Der blinde Fleck des Buchs wird besonders beim Thema Informationskomplexität deutlich. Sprachmodelle können Orientierung bieten, definitiv. Aber sie erhöhen gleichzeitig die Komplexität der Vermittlung und werden so zu epistemischen Gatekeepern. Das hat politische Bedeutung, weil jede Infrastruktur der Wissensvermittlung Macht erzeugt. Wer Modelle besitzt, trainiert und reguliert, strukturiert Diskursräume. Und diese Dimension fehlt mir im Buch stark. Denn am Ende stellt sich die Frage, wer bzw. welche Personengruppen durch KI die Chance auf Super-Agency haben – und welche Personen(gruppen) eben nicht bzw. auf Kosten welcher Personen(gruppen) die KI-Super-Agency einer technischen Elite geht.

Der historische Verweis auf die Ludditen versucht, das Argument zu stärken, dass Widerstand gegen Technologie zu Marginalisierung führt. Doch historisch zeigen sozialökonomische Analysen, dass die Ludditen weniger Technologiefeinde als Verteidiger sozialer Ordnung waren. Die Autoren nutzen den Vergleich selektiv, um Fortschrittswiderstand pauschal zu delegitimieren. Dadurch wird die eigentliche Frage verfehlt: Welche Gruppen verlieren heute Gestaltungsmacht, wenn technologische Infrastruktur von wenigen kontrolliert wird? Es ist ein Defizit, dass diese politische Dimension ausgespart bleibt.

Der Schluss des Buchs, eine Art techno-humanistischer Appell, formuliert noble Ziele: „With super-agency as a true north and consent of the governed as a guiding principle, we once again invoke the metaphor of a techno-humanist compass to help us find a way toward even greater manifestations of what it means to be human.“ (letzter Satz). Doch die Voraussetzung dafür wäre eine präzise Analyse von Macht, Infrastruktur, Normen und Governance. Gerade der Hinweis auf consent of the governed verlangt empirisch belastbare Governance-Modelle, die fehlen.

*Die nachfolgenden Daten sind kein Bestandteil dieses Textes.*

/// Cadence - headless playback session harness
use cadence_cli::{
    commands::{parse_line, Line, HELP},
    config::AppConfig,
    device::SimulatedDevice,
    playlist,
};
use cadence_session::{
    signal_channel, PlayMode, PlaybackSession, PlayerStore, SessionCommand, SessionDriver,
    SessionEvent, SessionIntent, Track, UrlTemplateResolver,
};
use clap::Parser;
use std::collections::HashMap;
use std::path::PathBuf;
use std::sync::Arc;
use std::time::Duration;
use tokio::io::{AsyncBufReadExt, BufReader};
use tokio::sync::broadcast;
use tracing_subscriber::{layer::SubscriberExt, util::SubscriberInitExt};

#[derive(Parser)]
#[command(name = "cadence")]
#[command(
    about = "Drive a playback session from the terminal",
    long_about = "Drive a playback session from the terminal.\n\n\
        Failed tracks are skipped. Set session.max_consecutive_errors \
        (or CADENCE__SESSION__MAX_CONSECUTIVE_ERRORS) to stop playback after \
        that many failures in a row; without it a playlist where every track \
        fails keeps skipping forever."
)]
struct Cli {
    /// Playlist file (JSON array of tracks)
    #[arg(short, long)]
    playlist: PathBuf,

    /// Configuration file path
    #[arg(short, long, env = "CADENCE_CONFIG")]
    config: Option<PathBuf>,

    /// Play mode: sequence, loop or random
    #[arg(short, long, value_parser = parse_mode)]
    mode: Option<PlayMode>,

    /// Playback rate
    #[arg(short, long)]
    speed: Option<f32>,

    /// Index of the first track to play
    #[arg(long, default_value_t = 0)]
    start: usize,
}

fn parse_mode(s: &str) -> Result<PlayMode, String> {
    PlayMode::from_str(s).ok_or_else(|| format!("unknown mode {s:?}"))
}

#[tokio::main]
async fn main() -> anyhow::Result<()> {
    // Initialize tracing
    tracing_subscriber::registry()
        .with(
            tracing_subscriber::EnvFilter::try_from_default_env()
                .unwrap_or_else(|_| "cadence_cli=info,cadence_session=info".into()),
        )
        .with(tracing_subscriber::fmt::layer())
        .init();

    let cli = Cli::parse();

    let mut config = AppConfig::load(cli.config.as_deref())?;
    if let Some(mode) = cli.mode {
        config.player.mode = mode;
    }
    if let Some(speed) = cli.speed {
        config.player.speed = speed;
    }
    config.validate()?;

    let tracks = playlist::load(&cli.playlist)?;
    tracing::info!(
        "Loaded {} tracks from {}",
        tracks.len(),
        cli.playlist.display()
    );

    run(config, tracks, cli.start).await
}

async fn run(config: AppConfig, tracks: Vec<Track>, start: usize) -> anyhow::Result<()> {
    let resolver = UrlTemplateResolver::new(config.resolver.url_template.clone())?;
    let catalogue = playlist::catalogue(&tracks, &resolver, &config.device.failing_tracks);

    let (signal_tx, signal_rx) = signal_channel();
    let device = SimulatedDevice::new(
        signal_tx.clone(),
        catalogue,
        Duration::from_millis(config.device.tick_ms),
    );
    let session = PlaybackSession::new(Box::new(device), Arc::new(resolver), config.session);
    let store = PlayerStore::new(config.player.mode, config.player.speed);

    let (driver, handle) = SessionDriver::new(session, store, signal_rx, signal_tx);
    let observer = tokio::spawn(observe(handle.subscribe(), names(&tracks)));
    let driver = tokio::spawn(driver.run());

    tracing::info!(
        "Mode {}, speed {}x. Type `help` for commands.",
        config.player.mode,
        config.player.speed
    );
    handle
        .send(SessionCommand::LoadPlaylist { tracks, start })
        .await?;

    let mut lines = BufReader::new(tokio::io::stdin()).lines();
    loop {
        let line = tokio::select! {
            line = lines.next_line() => line?,
            _ = tokio::signal::ctrl_c() => None,
        };
        let Some(line) = line else {
            break;
        };

        match parse_line(&line) {
            Ok(Line::Empty) => {}
            Ok(Line::Help) => println!("{HELP}"),
            Ok(Line::Command(SessionCommand::Shutdown)) => break,
            Ok(Line::Command(command)) => handle.send(command).await?,
            Err(e) => eprintln!("{e}"),
        }
    }

    handle.send(SessionCommand::Shutdown).await?;
    let store = driver.await?;
    observer.await?;

    match store.current_track() {
        Some(track) => tracing::info!("Stopped at {} ({})", track.name, track.id),
        None => tracing::info!("Stopped with an empty playlist"),
    }
    Ok(())
}

fn names(tracks: &[Track]) -> HashMap<String, String> {
    tracks
        .iter()
        .map(|t| {
            let label = if t.artists.is_empty() {
                t.name.clone()
            } else {
                format!("{} - {}", t.name, t.artist_line())
            };
            (t.id.clone(), label)
        })
        .collect()
}

/// Print what a listener would see until the driver stops
async fn observe(mut events: broadcast::Receiver<SessionEvent>, names: HashMap<String, String>) {
    let mut now_playing: Option<String> = None;

    loop {
        let event = match events.recv().await {
            Ok(event) => event,
            Err(broadcast::error::RecvError::Lagged(skipped)) => {
                tracing::debug!("Observer skipped {} events", skipped);
                continue;
            }
            Err(broadcast::error::RecvError::Closed) => break,
        };

        match event {
            SessionEvent::Intent(SessionIntent::Error { message }) => {
                tracing::warn!("{}", message);
            }
            SessionEvent::Intent(SessionIntent::ChangeMode) => {
                tracing::info!("Play mode changed");
            }
            SessionEvent::Intent(intent) => tracing::debug!("Intent: {:?}", intent),
            SessionEvent::Snapshot {
                state,
                playing,
                mode,
                speed,
                ..
            } => {
                if state.track_id != now_playing {
                    if let Some(id) = &state.track_id {
                        let label = names.get(id).map_or(id.as_str(), String::as_str);
                        println!("> {label} [{}]", state.duration_label());
                    }
                    now_playing.clone_from(&state.track_id);
                }
                tracing::debug!(
                    "{} / {} ({:.0}%) playing={} mode={} speed={}",
                    state.elapsed_label(),
                    state.duration_label(),
                    state.progress * 100.0,
                    playing,
                    mode,
                    speed
                );
            }
            SessionEvent::Playlist {
                tracks,
                current_index,
            } => {
                if tracks.is_empty() {
                    println!("(playlist is empty)");
                }
                for (i, track) in tracks.iter().enumerate() {
                    let marker = if current_index == Some(i) { '*' } else { ' ' };
                    let label = names.get(&track.id).unwrap_or(&track.name);
                    println!("{marker} {:>3}. {label}", i + 1);
                }
            }
            SessionEvent::Stopped => break,
        }
    }
}
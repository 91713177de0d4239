//! Session driver
//!
//! Runs a [`PlaybackSession`] and its [`PlayerStore`] on one task. User
//! commands and device signals arrive on separate channels and are applied
//! one at a time; after each step intents are handed to the store and the
//! session is re-synced until both agree.

use crate::{
    error::{Result, SessionError},
    events::{SessionIntent, TaggedSignal},
    projection::PresentationState,
    session::PlaybackSession,
    store::PlayerStore,
    types::{PlayMode, Track},
};
use serde::{Deserialize, Serialize};
use tokio::sync::{broadcast, mpsc};
use tracing::{debug, info, warn};

/// Upper bound on session/store round trips per step
const MAX_RECONCILE_ROUNDS: usize = 8;

/// Capacity of the observer broadcast channel
const EVENT_CAPACITY: usize = 256;

/// Capacity of the command channel
const COMMAND_CAPACITY: usize = 32;

/// Sender half handed to audio devices
pub type SignalSender = mpsc::UnboundedSender<TaggedSignal>;

/// Receiver half consumed by the driver
pub type SignalReceiver = mpsc::UnboundedReceiver<TaggedSignal>;

/// Channel carrying device signals into the driver
pub fn signal_channel() -> (SignalSender, SignalReceiver) {
    mpsc::unbounded_channel()
}

/// Commands accepted by the driver
#[derive(Debug, Clone)]
pub enum SessionCommand {
    /// Start or resume playback
    Play,

    /// Pause playback
    Pause,

    /// Toggle between playing and paused
    TogglePlay,

    /// Skip to next track
    Next,

    /// Go to previous track
    Previous,

    /// Seek to a fraction of the track (0.0 - 1.0)
    Seek(f64),

    /// Set playback rate
    SetSpeed(f32),

    /// Cycle play mode
    ChangeMode,

    /// Play the track at this playlist index
    Select(usize),

    /// Remove the track at this playlist index
    Delete(usize),

    /// Empty the playlist
    Clear,

    /// Show the playlist overlay
    ShowList,

    /// Hide the playlist overlay
    HideList,

    /// Enter or leave the expanded player
    FullScreen(bool),

    /// Replace the playlist and start at an index
    LoadPlaylist { tracks: Vec<Track>, start: usize },

    /// Stop the driver and release the device
    Shutdown,
}

/// Events broadcast to observers
#[derive(Debug, Clone, PartialEq, Serialize, Deserialize)]
pub enum SessionEvent {
    /// The session emitted an intent (already applied to the store)
    Intent(SessionIntent),

    /// Presentation state after a step
    Snapshot {
        state: PresentationState,
        playing: bool,
        mode: PlayMode,
        speed: f32,
        current_index: Option<usize>,
    },

    /// Playlist in play order, sent when the list overlay opens
    Playlist {
        tracks: Vec<Track>,
        current_index: Option<usize>,
    },

    /// Driver stopped; no further events follow
    Stopped,
}

/// Cloneable handle for talking to a running driver
#[derive(Debug, Clone)]
pub struct SessionHandle {
    commands: mpsc::Sender<SessionCommand>,
    events: broadcast::Sender<SessionEvent>,
}

impl SessionHandle {
    /// Send a command, waiting for queue space
    pub async fn send(&self, command: SessionCommand) -> Result<()> {
        self.commands
            .send(command)
            .await
            .map_err(|_| SessionError::Closed)
    }

    /// Subscribe to events emitted from now on
    pub fn subscribe(&self) -> broadcast::Receiver<SessionEvent> {
        self.events.subscribe()
    }
}

/// Single event-processing context for one session
pub struct SessionDriver {
    session: PlaybackSession,
    store: PlayerStore,
    commands: mpsc::Receiver<SessionCommand>,
    signals: SignalReceiver,
    signal_tx: SignalSender,
    events: broadcast::Sender<SessionEvent>,
}

impl SessionDriver {
    /// Create a driver and the handle used to control it
    ///
    /// `signal_tx` must be the sender paired with `signals`; it is used to
    /// re-inject failures the session raises against itself.
    pub fn new(
        session: PlaybackSession,
        store: PlayerStore,
        signals: SignalReceiver,
        signal_tx: SignalSender,
    ) -> (Self, SessionHandle) {
        let (command_tx, commands) = mpsc::channel(COMMAND_CAPACITY);
        let (events, _) = broadcast::channel(EVENT_CAPACITY);

        let handle = SessionHandle {
            commands: command_tx,
            events: events.clone(),
        };
        let driver = Self {
            session,
            store,
            commands,
            signals,
            signal_tx,
            events,
        };
        (driver, handle)
    }

    /// Process commands and signals until shutdown
    ///
    /// Returns the store so callers can inspect final state.
    pub async fn run(mut self) -> PlayerStore {
        info!("Session driver started");
        self.reconcile();

        loop {
            tokio::select! {
                command = self.commands.recv() => match command {
                    Some(SessionCommand::Shutdown) | None => break,
                    Some(command) => self.handle_command(command),
                },
                Some(signal) = self.signals.recv() => self.handle_signal(signal),
            }
            self.reconcile();
        }

        self.session.close();
        let _ = self.events.send(SessionEvent::Stopped);
        info!("Session driver stopped");
        self.store
    }

    fn handle_command(&mut self, command: SessionCommand) {
        debug!("Command: {:?}", command);
        let inputs = self.store.inputs();

        let outcome = match command {
            SessionCommand::Play => {
                if !inputs.playing {
                    self.session.toggle_playing(&inputs);
                }
                Ok(())
            }
            SessionCommand::Pause => {
                if inputs.playing {
                    self.session.toggle_playing(&inputs);
                }
                Ok(())
            }
            SessionCommand::TogglePlay => {
                self.session.toggle_playing(&inputs);
                Ok(())
            }
            SessionCommand::Next => self.session.next(&inputs),
            SessionCommand::Previous => self.session.previous(&inputs),
            SessionCommand::Seek(ratio) => self.session.seek(&inputs, ratio),
            SessionCommand::SetSpeed(rate) => self.session.set_speed(rate),
            SessionCommand::ChangeMode => {
                self.session.change_mode();
                Ok(())
            }
            SessionCommand::Select(index) => match inputs.playlist.get(index) {
                Some(track) => {
                    self.session.select_track(track, index);
                    Ok(())
                }
                None => Err(SessionError::IndexOutOfBounds {
                    index,
                    len: inputs.playlist.len(),
                }),
            },
            SessionCommand::Delete(index) => match inputs.playlist.get(index) {
                Some(track) => {
                    self.session.delete_track(track, index);
                    Ok(())
                }
                None => Err(SessionError::IndexOutOfBounds {
                    index,
                    len: inputs.playlist.len(),
                }),
            },
            SessionCommand::Clear => {
                self.session.clear_playlist();
                Ok(())
            }
            SessionCommand::ShowList => {
                self.session.show_list();
                let _ = self.events.send(SessionEvent::Playlist {
                    tracks: self.store.playlist().tracks().to_vec(),
                    current_index: self.store.current_index(),
                });
                Ok(())
            }
            SessionCommand::HideList => {
                self.session.hide_list();
                Ok(())
            }
            SessionCommand::FullScreen(full_screen) => {
                self.session.set_full_screen(full_screen);
                Ok(())
            }
            SessionCommand::LoadPlaylist { tracks, start } => {
                self.store.load_playlist(tracks, start);
                Ok(())
            }
            SessionCommand::Shutdown => Ok(()),
        };

        if let Err(e) = outcome {
            warn!("Command rejected: {}", e);
        }
    }

    fn handle_signal(&mut self, signal: TaggedSignal) {
        let inputs = self.store.inputs();
        if let Err(e) = self.session.handle_signal(signal, &inputs) {
            warn!("Signal handling failed: {}", e);
        }
    }

    /// Feed intents to the store and re-sync until nothing changes
    fn reconcile(&mut self) {
        for _ in 0..MAX_RECONCILE_ROUNDS {
            self.session.sync(&self.store.inputs());

            let intents = self.session.drain_intents();
            if intents.is_empty() {
                break;
            }
            for intent in intents {
                let _ = self.events.send(SessionEvent::Intent(intent.clone()));
                self.store.apply(intent);
            }
        }

        for signal in self.session.take_deferred_signals() {
            if self.signal_tx.send(signal).is_err() {
                warn!("Signal channel closed, dropping deferred signal");
            }
        }

        let _ = self.events.send(SessionEvent::Snapshot {
            state: self.session.snapshot(),
            playing: self.store.is_playing(),
            mode: self.store.mode(),
            speed: self.store.speed(),
            current_index: self.store.current_index(),
        });
    }
}
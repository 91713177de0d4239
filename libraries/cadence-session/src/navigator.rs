//! Playlist navigation
//!
//! Pure index arithmetic over a playlist of `len` tracks. Callers must not
//! pass an empty playlist; doing so is reported as `EmptyPlaylist`.

use crate::error::{Result, SessionError};

/// Outcome of stepping through the playlist
#[derive(Debug, Clone, Copy, PartialEq, Eq)]
pub enum Step {
    /// Only one track: restart it instead of selecting itself
    Replay,

    /// Select the track at this index
    Select(usize),
}

fn check(len: usize, current: usize) -> Result<()> {
    if len == 0 {
        return Err(SessionError::EmptyPlaylist);
    }
    if current >= len {
        return Err(SessionError::IndexOutOfBounds {
            index: current,
            len,
        });
    }
    Ok(())
}

/// Index after `current`, wrapping to the start
pub fn next_index(len: usize, current: usize) -> Result<usize> {
    check(len, current)?;
    Ok((current + 1) % len)
}

/// Index before `current`, wrapping to the end
pub fn previous_index(len: usize, current: usize) -> Result<usize> {
    check(len, current)?;
    Ok((current + len - 1) % len)
}

/// Step forward, treating a single-track playlist as a replay
pub fn step_forward(len: usize, current: usize) -> Result<Step> {
    if len == 1 {
        check(len, current)?;
        return Ok(Step::Replay);
    }
    next_index(len, current).map(Step::Select)
}

/// Step backward, treating a single-track playlist as a replay
pub fn step_backward(len: usize, current: usize) -> Result<Step> {
    if len == 1 {
        check(len, current)?;
        return Ok(Step::Replay);
    }
    previous_index(len, current).map(Step::Select)
}
//! Configuration loading tests

use cadence_cli::{AppConfig, CliError};
use cadence_session::PlayMode;
use std::io::Write;

fn write_config(contents: &str) -> tempfile::NamedTempFile {
    let mut file = tempfile::Builder::new()
        .suffix(".toml")
        .tempfile()
        .unwrap();
    file.write_all(contents.as_bytes()).unwrap();
    file
}

#[test]
fn loads_every_section_from_file() {
    let file = write_config(
        r#"
[session]
error_message = "Skipped an unplayable track"
max_consecutive_errors = 3

[resolver]
url_template = "file:///srv/music/{id}.flac"

[device]
tick_ms = 50
failing_tracks = ["2", "7"]

[player]
mode = "random"
speed = 1.5
"#,
    );

    let config = AppConfig::load(Some(file.path())).unwrap();
    config.validate().unwrap();

    assert_eq!(config.session.error_message, "Skipped an unplayable track");
    assert_eq!(config.session.max_consecutive_errors, Some(3));
    assert_eq!(config.session.min_duration_secs, 1.0);
    assert_eq!(config.resolver.url_template, "file:///srv/music/{id}.flac");
    assert_eq!(config.device.tick_ms, 50);
    assert_eq!(config.device.failing_tracks, vec!["2", "7"]);
    assert_eq!(config.player.mode, PlayMode::Random);
    assert_eq!(config.player.speed, 1.5);
}

#[test]
fn partial_file_keeps_defaults() {
    let file = write_config(
        r#"
[player]
mode = "loop"
"#,
    );

    let config = AppConfig::load(Some(file.path())).unwrap();

    assert_eq!(config.player.mode, PlayMode::Loop);
    assert_eq!(config.player.speed, 1.0);
    assert_eq!(config.device.tick_ms, 250);
    assert!(config.resolver.url_template.contains("{id}"));
    assert!(config.validate().is_ok());
}

#[test]
fn invalid_values_fail_validation() {
    let file = write_config(
        r#"
[resolver]
url_template = "https://media.example.com/static.mp3"
"#,
    );

    let config = AppConfig::load(Some(file.path())).unwrap();
    assert!(matches!(config.validate(), Err(CliError::Config(_))));
}

#[test]
fn malformed_file_is_a_config_error() {
    let file = write_config("[player\nmode = ");
    assert!(matches!(
        AppConfig::load(Some(file.path())),
        Err(CliError::Config(_))
    ));
}

#[test]
fn example_config_limits_error_skipping() {
    let path = concat!(env!("CARGO_MANIFEST_DIR"), "/cadence.example.toml");
    let config = AppConfig::load(Some(std::path::Path::new(path))).unwrap();

    assert_eq!(config.session.max_consecutive_errors, Some(5));
    assert_eq!(config.device.failing_tracks, vec!["1901371649".to_string()]);
    assert!(config.validate().is_ok());
}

So bleibt das Buch ein technologisch optimistischer Essay, der wichtige Debatten anstößt, aber zentrale Fragen nicht adressiert: epistemische Verschiebungen, infrastrukturelle Macht, politische Verantwortlichkeiten, Gefahr der Entmündigung durch Convenience. Es bietet viel rhetorische Energie, aber m. E. wenig analytische Substanz. Die Argumentation der Autoren ist, dass man KI nur deshalb nicht nicht nutzen sollte, weil sie auch schlechte/dunkle Seiten hat. Da stimme ich als Person, die sich durchaus als KI-Enthusiastin bezeichnet, und deren ‚Lieblings-Future Skill‘ Ambiguitätstoleranz ist, komplett zu. Daraus aber eine Art Legitimation abzuleiten, jedwede Kritik an KI zu diskreditieren, finde ich sehr verkehrt. Meiner Meinung nach bleibt das Buch daher hinter der eigenen Ambition zurück, eine ernsthafte Vision für unsere KI-Zukunft zu entwerfen.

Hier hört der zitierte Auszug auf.